Witam, u mnie zaczęło sie tak ze w podstawówce chyba w 3klasie starszy kolega powiedzial mi o muzie jaką tworzy paktofonika... Dowiedzial sie od starszych kolegów itd a ze szkoła była bardzo mała no to wiadomo wszyscy sie znali... Ja i mój kolega byliśmy zajarani tym ich "Jestem Bogiem" chociaż tak naprawdę nie rozumieliśmy tej muzyki... I pewnego dnia przyjechal do mnie ojciec (nie mieszkal z nami) i spytam sie co ma mi kupić na urodziny... Od razu mu powiedzialem ze chce program do tworzenia muzyki taki jak Paktofonika... No i przyszedl czas w ktorym dostalem ten owy cudowny program... Było to Fl Studio 10 Producer Edition od razu go zainstalowałem na lapku i po włączeniu z taką pewnością siebie powiedziałem pacz zaraz cos zrobię fajnego... Chcialem zaszpanować... No ale tak naprawdę to nic z tego nie rozumiałem wszystko było po angielsku a ja mialem dopiero z 9/10 lat takze wiecie jaki jest angielski w takim wieku... Bawilem sie tym programem kilka tygodni nie wiedząc o tutorialach... Wszystkim sie chwalilem ze mam taki program itd... W końcu zdalem sobie sprawę ze to nie dla mnie i odinstalowalem "to coś". No i życie toczylo sie dalej i w na przelomie 5 i 6 klasy podstawówki zaczalem sluchac setów z Energy 2000 i zastanawialem sie jak oni to robią ze tak łącza te piosenki... No i w sieci natrafilem na Virtual Dj 7 pobrałem zainstalowałem i co dalej ? Dość szybko ogarnalem ten programik i zaczalem robić sety... Na początku były takie ze naprawdę... Później coraz lepsze ale zdalem sobie sprawę ze pragnę czegoś więcej... Wpisalem w google "program do robienia muzyki" i wyskoczylo mi lista... Było tam miedzy innymi Fl studio ale mowilem sobie "to gunwo" i znalazłem Magix Music Maker'a 14. I oczywiście pobralem zainstalowałem i bęc... Zacząłem ukladac klocki... Zrobilem pierwszy track którego nigdy nie zapomnę... Były to wakacje przed pierwszą gim... Gdy wyszły już listy z kim będę w klasie przyszło mi zaproszenie na fb od dziewczyny z którą miałem chodzić do klasy i zaczęliśmy pisać i sie pochwalilem ze robię "muzykę" i jej sie to podobało...

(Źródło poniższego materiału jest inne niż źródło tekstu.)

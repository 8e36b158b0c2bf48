//! Velocity fields for the flow apps
//!
//! Defines the [`VelocityField`] trait, the enumerated presets, fields typed
//! in by the user, and [`FieldSet`] which superposes any number of terms.

use std::collections::BTreeMap;
use std::f64::consts::PI;

use tracing::warn;

use crate::configuration::config::FlowPreset;
use crate::error::ExpressionError;
use crate::expression::{differentiate, parse, Expr};
use crate::simulation::states::NVec2;

/// Inside this radius the point vortex velocity is defined as zero
pub const VORTEX_CORE_RADIUS: f64 = 0.05;

/// A steady or unsteady 2D velocity field
/// Implementations are pure functions of position and time
pub trait VelocityField {
    fn velocity(&self, p: &NVec2, t: f64) -> NVec2;
    fn divergence(&self, p: &NVec2, t: f64) -> f64;
    fn formula(&self) -> String;
}

/// Central-difference divergence, used where no closed form exists
pub fn finite_difference_divergence<F>(field: &F, p: &NVec2, t: f64, h: f64) -> f64
where
    F: VelocityField + ?Sized,
{
    let dx = NVec2::new(h, 0.0);
    let dy = NVec2::new(0.0, h);
    let du_dx = (field.velocity(&(p + dx), t).x - field.velocity(&(p - dx), t).x) / (2.0 * h);
    let dv_dy = (field.velocity(&(p + dy), t).y - field.velocity(&(p - dy), t).y) / (2.0 * h);
    du_dx + dv_dy
}

/// Scalar knobs shared by all presets
#[derive(Debug, Clone, Copy, PartialEq)]
pub struct FlowParams {
    pub strength: f64, // a
    pub rate: f64, // b, or wave number k
    pub omega: f64, // angular frequency
}

impl Default for FlowParams {
    fn default() -> Self {
        Self { strength: 1.0, rate: 0.5, omega: 1.0 }
    }
}

/// One of the fixed presets with its parameters
#[derive(Debug, Clone, Copy)]
pub struct PresetField {
    pub preset: FlowPreset,
    pub params: FlowParams,
}

impl PresetField {
    pub fn new(preset: FlowPreset, params: FlowParams) -> Self {
        Self { preset, params }
    }
}

impl VelocityField for PresetField {
    fn velocity(&self, p: &NVec2, t: f64) -> NVec2 {
        let FlowParams { strength: a, rate: b, omega } = self.params;
        let (x, y) = (p.x, p.y);
        match self.preset {
            FlowPreset::Uniform => NVec2::new(a, 0.0),
            FlowPreset::Rotation => NVec2::new(-a * y, a * x),
            FlowPreset::Shear => NVec2::new(a * y, 0.0),
            FlowPreset::Stagnation => NVec2::new(a * x, -a * y),
            FlowPreset::Vortex => {
                let r2 = x * x + y * y;
                if r2 < VORTEX_CORE_RADIUS * VORTEX_CORE_RADIUS {
                    return NVec2::zeros();
                }
                // circulation a: u_theta = a / (2 pi r)
                let k = a / (2.0 * PI * r2);
                NVec2::new(-k * y, k * x)
            }
            FlowPreset::RadialExpansion => NVec2::new(a * x, a * y),
            FlowPreset::Spiral => NVec2::new(b * x - a * y, a * x + b * y),
            FlowPreset::CompressionWave => NVec2::new(a * (b * x - omega * t).sin(), 0.0),
            FlowPreset::Oscillating => NVec2::new(a, b * (omega * t).sin()),
        }
    }

    fn divergence(&self, p: &NVec2, t: f64) -> f64 {
        let FlowParams { strength: a, rate: b, omega } = self.params;
        match self.preset {
            FlowPreset::Uniform
            | FlowPreset::Rotation
            | FlowPreset::Shear
            | FlowPreset::Stagnation
            | FlowPreset::Vortex
            | FlowPreset::Oscillating => 0.0,
            FlowPreset::RadialExpansion => 2.0 * a,
            FlowPreset::Spiral => 2.0 * b,
            FlowPreset::CompressionWave => a * b * (b * p.x - omega * t).cos(),
        }
    }

    fn formula(&self) -> String {
        let FlowParams { strength: a, rate: b, omega } = self.params;
        match self.preset {
            FlowPreset::Uniform => format!("u = {a}, v = 0"),
            FlowPreset::Rotation => format!("u = -{a}y, v = {a}x"),
            FlowPreset::Shear => format!("u = {a}y, v = 0"),
            FlowPreset::Stagnation => format!("u = {a}x, v = -{a}y"),
            FlowPreset::Vortex => format!("u = -{a}y/(2πr²), v = {a}x/(2πr²)"),
            FlowPreset::RadialExpansion => format!("u = {a}x, v = {a}y"),
            FlowPreset::Spiral => format!("u = {b}x - {a}y, v = {a}x + {b}y"),
            FlowPreset::CompressionWave => format!("u = {a}sin({b}x - {omega}t), v = 0"),
            FlowPreset::Oscillating => format!("u = {a}, v = {b}sin({omega}t)"),
        }
    }
}

/// Velocity typed in by the user as `u(x, y, t)` and `v(x, y, t)`
#[derive(Debug, Clone)]
pub struct ExpressionField {
    u: Expr,
    v: Expr,
    divergence: Option<Expr>, // symbolic du/dx + dv/dy when available
    constants: Vec<(String, f64)>,
}

impl ExpressionField {
    /// Strict constructor: any parse error or unknown symbol is returned
    pub fn new(u: &str, v: &str, constants: &BTreeMap<String, f64>) -> Result<Self, ExpressionError> {
        let u = parse(u)?;
        let v = parse(v)?;
        for name in u.variables().into_iter().chain(v.variables()) {
            if !matches!(name.as_str(), "x" | "y" | "t") && !constants.contains_key(&name) {
                return Err(ExpressionError::UnboundVariable(name));
            }
        }
        Ok(Self::from_exprs(u, v, constants))
    }

    /// Lenient constructor: a component that fails to parse becomes zero and
    /// the first failure is handed back for display
    pub fn lenient(u: &str, v: &str, constants: &BTreeMap<String, f64>) -> (Self, Option<ExpressionError>) {
        let mut first_err = None;
        let mut component = |src: &str| match parse(src) {
            Ok(e) => e,
            Err(err) => {
                warn!("rejected velocity component '{src}': {err}");
                first_err.get_or_insert(err);
                Expr::num(0.0)
            }
        };
        let u = component(u);
        let v = component(v);
        (Self::from_exprs(u, v, constants), first_err)
    }

    fn from_exprs(u: Expr, v: Expr, constants: &BTreeMap<String, f64>) -> Self {
        let divergence = match (differentiate(&u, "x"), differentiate(&v, "y")) {
            (Ok(du), Ok(dv)) => Some(crate::expression::simplify(&Expr::add(du, dv))),
            _ => None,
        };
        Self {
            u,
            v,
            divergence,
            constants: constants.iter().map(|(name, value)| (name.clone(), *value)).collect(),
        }
    }

    pub fn divergence_expr(&self) -> Option<&Expr> {
        self.divergence.as_ref()
    }

    fn eval(&self, e: &Expr, p: &NVec2, t: f64) -> f64 {
        let lookup = |name: &str| match name {
            "x" => Some(p.x),
            "y" => Some(p.y),
            "t" => Some(t),
            _ => self.constants.iter().find(|(n, _)| n == name).map(|(_, v)| *v),
        };
        match e.eval_with(&lookup) {
            Ok(value) if value.is_finite() => value,
            _ => 0.0,
        }
    }
}

impl VelocityField for ExpressionField {
    fn velocity(&self, p: &NVec2, t: f64) -> NVec2 {
        NVec2::new(self.eval(&self.u, p, t), self.eval(&self.v, p, t))
    }

    fn divergence(&self, p: &NVec2, t: f64) -> f64 {
        match &self.divergence {
            Some(d) => self.eval(d, p, t),
            None => finite_difference_divergence(self, p, t, 1e-4),
        }
    }

    fn formula(&self) -> String {
        format!("u = {}, v = {}", self.u, self.v)
    }
}

/// Superposition of velocity field terms
/// Each term implements [`VelocityField`]; velocities and divergences add
pub struct FieldSet {
    terms: Vec<Box<dyn VelocityField + Send + Sync>>,
}

impl FieldSet {
    /// Create an empty field set (zero velocity everywhere)
    pub fn new() -> Self {
        Self {
            terms: Vec::new()
        }
    }

    /// Add a field term
    pub fn with<T>(mut self, term: T) -> Self
    where
        T: VelocityField + Send + Sync + 'static,
    {
        self.terms.push(Box::new(term));
        self
    }

    pub fn push(&mut self, term: Box<dyn VelocityField + Send + Sync>) {
        self.terms.push(term);
    }

    pub fn len(&self) -> usize {
        self.terms.len()
    }

    pub fn is_empty(&self) -> bool {
        self.terms.is_empty()
    }
}

impl Default for FieldSet {
    fn default() -> Self {
        Self::new()
    }
}

impl VelocityField for FieldSet {
    fn velocity(&self, p: &NVec2, t: f64) -> NVec2 {
        self.terms.iter().fold(NVec2::zeros(), |acc, term| acc + term.velocity(p, t))
    }

    fn divergence(&self, p: &NVec2, t: f64) -> f64 {
        self.terms.iter().map(|term| term.divergence(p, t)).sum()
    }

    fn formula(&self) -> String {
        if self.terms.is_empty() {
            return "u = 0, v = 0".to_string();
        }
        self.terms.iter().map(|term| term.formula()).collect::<Vec<_>>().join("  +  ")
    }
}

A ze jestem taki ze zawsze chce więcej poczytalem o DOBRYCH programach do robienia muzy i często natrafialem na Fl Studio.
Więc przeprosiłem sie z Fl'em. Był to początek gimnazjum. Zacząłem sie znowu bawić i po dwuch moze trzech miesiącach robilem swoje pierwsze "bity" to było tragiczne...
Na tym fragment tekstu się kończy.